La Audiencia Nacional ha decidido conceder la nacionalidad española a un senegalés entre cuyos méritos consta haber sido polígamo. Es una triste noticia, pues creer que esta persona va a cambiar de pensamiento porque tenga un documento administrativo (un pasaporte) donde ponga que es tan español como mis retatarabuelos de Castilla, es confiar demasiado en la bondad humana y en el poder de la ley europea.
El islam acepta y promueve la poligamia, y quien no lo vea así, es muy inocente. Por otro lado, afirmar que todo buen muslime contempla la poligamia como algo digno no es ningún insulto. Se habría de estudiar, eso sí, si un Estado de derecho, y un gobierno ZP con Ministerio de Igualdad, puede consentir la existencia de facto de individuos polígamos sin actuar con contundencia. La poligamia, no lo olvidemos, es la institucionalización del desprecio a la mujer, es considerarla un objeto, algo inferior e intercambiable, un bien de consumo, un ser humano con precio de venta. La mera sugerencia de oficializarla habría de desencadenar terremotos políticos y, por supuesto, señalar a quien lo promueve como alguien con quien jamás se volverán a mantener conversaciones (y, menos aún, que fuera invitado a actos de altísimo protocolo…)
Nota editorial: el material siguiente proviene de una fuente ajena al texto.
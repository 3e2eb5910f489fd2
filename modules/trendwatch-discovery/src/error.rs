use thiserror::Error;

/// The only failure surfaced to callers. Rate limits, upstream outages and
/// store failures are all absorbed internally and show up only as degraded
/// data (zero scores, fewer related terms, an uncached response).
#[derive(Debug, Error, PartialEq, Eq)]
pub enum DiscoveryError {
    #[error("unknown scenario: '{0}'")]
    UnknownScenario(String),
}
//! Subscription gate: one decision aggregated from the live channel
//! membership check and the self-reported social platform flags.

use teloxide::prelude::*;
use teloxide::types::{ChatMemberStatus, InlineKeyboardButton, InlineKeyboardMarkup, Recipient};
use tracing::{error, warn};
use url::Url;

use crate::config::Settings;
use crate::storage::Database;

pub const PLATFORM_INSTAGRAM: &str = "instagram";
pub const PLATFORM_YOUTUBE: &str = "youtube";

// Callback payloads for the gate keyboard.
pub const CB_INVITE_LINK: &str = "get_invite_link";
pub const CB_CHECK_TELEGRAM: &str = "check_telegram_sub";
pub const CB_CONFIRM_INSTAGRAM: &str = "confirm_instagram";
pub const CB_CONFIRM_YOUTUBE: &str = "confirm_youtube";

/// Per-platform gate result. Platforms that are not configured are
/// vacuously satisfied and never appear in prompts.
#[derive(Debug, Clone, Copy)]
pub struct SubscriptionStatus {
    pub telegram: bool,
    pub instagram: bool,
    pub youtube: bool,
}

impl SubscriptionStatus {
    pub fn all_satisfied(&self) -> bool {
        self.telegram && self.instagram && self.youtube
    }
}

/// Configured channel as an API recipient: numeric ids verbatim,
/// usernames with the `@` prefix normalised on.
pub fn channel_recipient(settings: &Settings) -> Option<Recipient> {
    let raw = settings.channel_id.as_deref()?.trim();
    if raw.is_empty() {
        return None;
    }
    if let Ok(id) = raw.parse::<i64>() {
        Some(Recipient::Id(ChatId(id)))
    } else {
        Some(Recipient::ChannelUsername(format!(
            "@{}",
            raw.trim_start_matches('@')
        )))
    }
}

/// Live channel membership check. Vacuously true without a configured
/// channel; fail-closed when the API call errors.
pub async fn is_channel_member(bot: &Bot, settings: &Settings, user_id: UserId) -> bool {
    let Some(channel) = channel_recipient(settings) else {
        return true;
    };
    match bot.get_chat_member(channel, user_id).await {
        Ok(member) => matches!(
            member.status(),
            ChatMemberStatus::Member | ChatMemberStatus::Administrator | ChatMemberStatus::Owner
        ),
        Err(e) => {
            error!("channel membership check failed for {user_id}: {e}");
            false
        }
    }
}

/// Evaluates every configured platform for one user. Pure read; callers
/// decide what to show based on the result.
pub async fn evaluate(
    bot: &Bot,
    settings: &Settings,
    db: &Database,
    user_id: UserId,
) -> SubscriptionStatus {
    let telegram = is_channel_member(bot, settings, user_id).await;
    let instagram = if settings.instagram_url.is_some() {
        stored_flag(db, user_id, PLATFORM_INSTAGRAM).await
    } else {
        true
    };
    let youtube = if settings.youtube_url.is_some() {
        stored_flag(db, user_id, PLATFORM_YOUTUBE).await
    } else {
        true
    };
    SubscriptionStatus {
        telegram,
        instagram,
        youtube,
    }
}

async fn stored_flag(db: &Database, user_id: UserId, platform: &str) -> bool {
    match db.social_subscription(user_id.0 as i64, platform).await {
        Ok(subscribed) => subscribed,
        Err(e) => {
            error!("failed to read {platform} flag for {user_id}: {e}");
            false
        }
    }
}

/// Creates a personal single-use invite link for the configured channel,
/// falling back to the best public link available when the API refuses.
pub async fn invite_link(bot: &Bot, settings: &Settings, user_id: UserId) -> Option<String> {
    let raw = settings.channel_id.as_deref()?.trim();
    if raw.is_empty() {
        return None;
    }
    let username = raw.trim_start_matches('@');

    let chat_id = if let Ok(id) = raw.parse::<i64>() {
        ChatId(id)
    } else {
        match bot
            .get_chat(Recipient::ChannelUsername(format!("@{username}")))
            .await
        {
            Ok(chat) => chat.id,
            Err(e) => {
                warn!("could not resolve channel @{username}: {e}");
                return Some(format!("https://t.me/{username}"));
            }
        }
    };

    match bot
        .create_chat_invite_link(Recipient::Id(chat_id))
        .name(format!("user-{user_id}"))
        .member_limit(1)
        .await
    {
        Ok(link) => Some(link.invite_link),
        Err(e) => {
            error!("failed to create invite link for {user_id}: {e}");
            if username.starts_with("http") {
                Some(username.to_string())
            } else {
                Some(format!("https://t.me/{username}"))
            }
        }
    }
}

/// Inline keyboard offering subscribe/confirm actions for every platform
/// still missing.
pub fn subscribe_keyboard(
    status: &SubscriptionStatus,
    settings: &Settings,
) -> InlineKeyboardMarkup {
    let mut rows: Vec<Vec<InlineKeyboardButton>> = Vec::new();

    if !status.telegram {
        rows.push(vec![InlineKeyboardButton::callback(
            "📢 Telegram kanalga obuna bo'lish",
            CB_INVITE_LINK,
        )]);
        rows.push(vec![InlineKeyboardButton::callback(
            "✅ Telegram kanalga obuna bo'ldim",
            CB_CHECK_TELEGRAM,
        )]);
    }
    if !status.instagram {
        if let Some(url) = settings.instagram_url.as_deref().and_then(parse_url) {
            rows.push(vec![InlineKeyboardButton::url("📷 Instagram", url)]);
        }
        rows.push(vec![InlineKeyboardButton::callback(
            "✅ Instagramga obuna bo'ldim",
            CB_CONFIRM_INSTAGRAM,
        )]);
    }
    if !status.youtube {
        if let Some(url) = settings.youtube_url.as_deref().and_then(parse_url) {
            rows.push(vec![InlineKeyboardButton::url("📺 YouTube", url)]);
        }
        rows.push(vec![InlineKeyboardButton::callback(
            "✅ YouTubega obuna bo'ldim",
            CB_CONFIRM_YOUTUBE,
        )]);
    }

    InlineKeyboardMarkup::new(rows)
}

fn parse_url(raw: &str) -> Option<Url> {
    match Url::parse(raw) {
        Ok(url) => Some(url),
        Err(e) => {
            warn!("ignoring malformed platform url {raw:?}: {e}");
            None
        }
    }
}

/// Bulleted list of the platforms still missing.
pub fn missing_list(status: &SubscriptionStatus) -> String {
    let mut lines = Vec::new();
    if !status.telegram {
        lines.push("• 📢 Telegram kanal");
    }
    if !status.instagram {
        lines.push("• 📷 Instagram");
    }
    if !status.youtube {
        lines.push("• 📺 YouTube");
    }
    lines.join("\n")
}

/// Checklist of every configured platform with its current mark, shown
/// in the first greeting.
pub fn platform_checklist(status: &SubscriptionStatus, settings: &Settings) -> String {
    let mark = |ok: bool| if ok { "✅" } else { "❌" };
    let mut lines = Vec::new();
    if channel_recipient(settings).is_some() {
        lines.push(format!("• {} 📢 Telegram kanal", mark(status.telegram)));
    }
    if settings.instagram_url.is_some() {
        lines.push(format!("• {} 📷 Instagram", mark(status.instagram)));
    }
    if settings.youtube_url.is_some() {
        lines.push(format!("• {} 📺 YouTube", mark(status.youtube)));
    }
    lines.join("\n")
}

#[cfg(test)]
mod tests {
    use super::*;

    fn settings(channel: Option<&str>) -> Settings {
        Settings {
            telegram_token: "token".into(),
            channel_id: channel.map(str::to_string),
            instagram_url: Some("https://instagram.com/example".into()),
            youtube_url: Some("https://youtube.com/@example".into()),
            database_file: "unused.db".into(),
        }
    }

    #[test]
    fn recipient_parses_numeric_and_username_channels() {
        let by_id = channel_recipient(&settings(Some("-1001234567890")));
        assert!(matches!(by_id, Some(Recipient::Id(ChatId(-1001234567890)))));

        let by_name = channel_recipient(&settings(Some("mychannel")));
        assert!(
            matches!(by_name, Some(Recipient::ChannelUsername(ref u)) if u.as_str() == "@mychannel")
        );
        let prefixed = channel_recipient(&settings(Some("@mychannel")));
        assert!(
            matches!(prefixed, Some(Recipient::ChannelUsername(ref u)) if u.as_str() == "@mychannel")
        );
    }

    #[test]
    fn recipient_absent_without_configuration() {
        assert!(channel_recipient(&settings(None)).is_none());
        assert!(channel_recipient(&settings(Some(""))).is_none());
    }

    #[test]
    fn all_satisfied_is_logical_and() {
        let status = SubscriptionStatus {
            telegram: true,
            instagram: true,
            youtube: false,
        };
        assert!(!status.all_satisfied());
        let status = SubscriptionStatus {
            telegram: true,
            instagram: true,
            youtube: true,
        };
        assert!(status.all_satisfied());
    }

    #[test]
    fn missing_list_names_only_unsatisfied_platforms() {
        let status = SubscriptionStatus {
            telegram: false,
            instagram: true,
            youtube: false,
        };
        let list = missing_list(&status);
        assert!(list.contains("Telegram"));
        assert!(!list.contains("Instagram"));
        assert!(list.contains("YouTube"));
    }
}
Concediendo la nacionalidad a un polígamo musulmán (aunque ahora, según afirma, no ejerce de lo primero) se hace muy poco en pro de la cohesión de la ciudadanía. Particularmente porque, a título oficial, nunca habrá polígamos, pues no son tan tontos de ir dos veces al registro civil. No obstante, ritos religiosos privados son usuales, y la mujer se somete a la voluntad de su esposo ante Dios, no ante el representante legal de una sociedad que desprecian. ¿Por qué no se comienza a actuar contra estos “matrimonios” y contra quien los bendice?
La poligamia, además, no es sólo musulmana. En determinados países (Senegal, Costa de Marfil, Camerún…), se da, por desgracia, entre cristianos y entre seguidores de cultos sincréticos cristiano-animistas. Es decir, estamos hablando de una estructura social inserta en lo más profundo de unas pautas de vida, previas a la creencia religiosa. Será muy difícil cambiar a sus practicantes si, una vez en Europa, conocen cuál es el modo de burlar la ley, y en sus guetos viven de acuerdo a sus normas. Por tanto, el problema trasciende las religiones, las bodas civiles y la legalidad.
La solución, por desgracia, no está en hacer españoles por decreto, sino en tomar medidas claras que impidan la proliferación del discurso polígamo, tan usual en centros asociativos y religiosos. Quien pide su legalización (y algunos políticos están hartos de que se la reclamen) no es sospechoso de nada, tan sólo es tan poco sociable como quien pide la legalización del robo al rico. ¿Qué diálogo se ha de mantener con quien tiene sus caprichos y sus depravadas visiones de la relación hombre-mujer como exigencias que deben ser asumidas por un Estado de derecho?
Ahora, sin embargo, si en algún momento le pega el punto (Dios quiera que no) nuestro compatriota procedente de Senegal (y tantos otros, y autóctonos, con las mismas pretensiones) ya no pertenecerá a la categoría de inmigrante renegón, sino de español reivindicativo. Si estas nacionalizaciones crecen, ¿qué ocurrirá cuando los españoles deseosos de legalizar la poligamia sean uno, cuatro o diez millones? ¿Habrá algún presidente que la rechazará de plano? Y si se convierte en algo “normal” aunque sea en guetos, ¿cómo creen que van a mirar los hijos de los polígamos a sus compañeras de clase, si pueden comprarlas, repudiarlas o sustituirlas?
La poligamia no es un juego o un exotismo. Es el terror para cualquier ser humano con sensibilidad hacia la igualdad de todas las personas. Y, a mi juicio, no se la ataca con toda la eficacia con que deberíamos. Ni con la suficiente saña.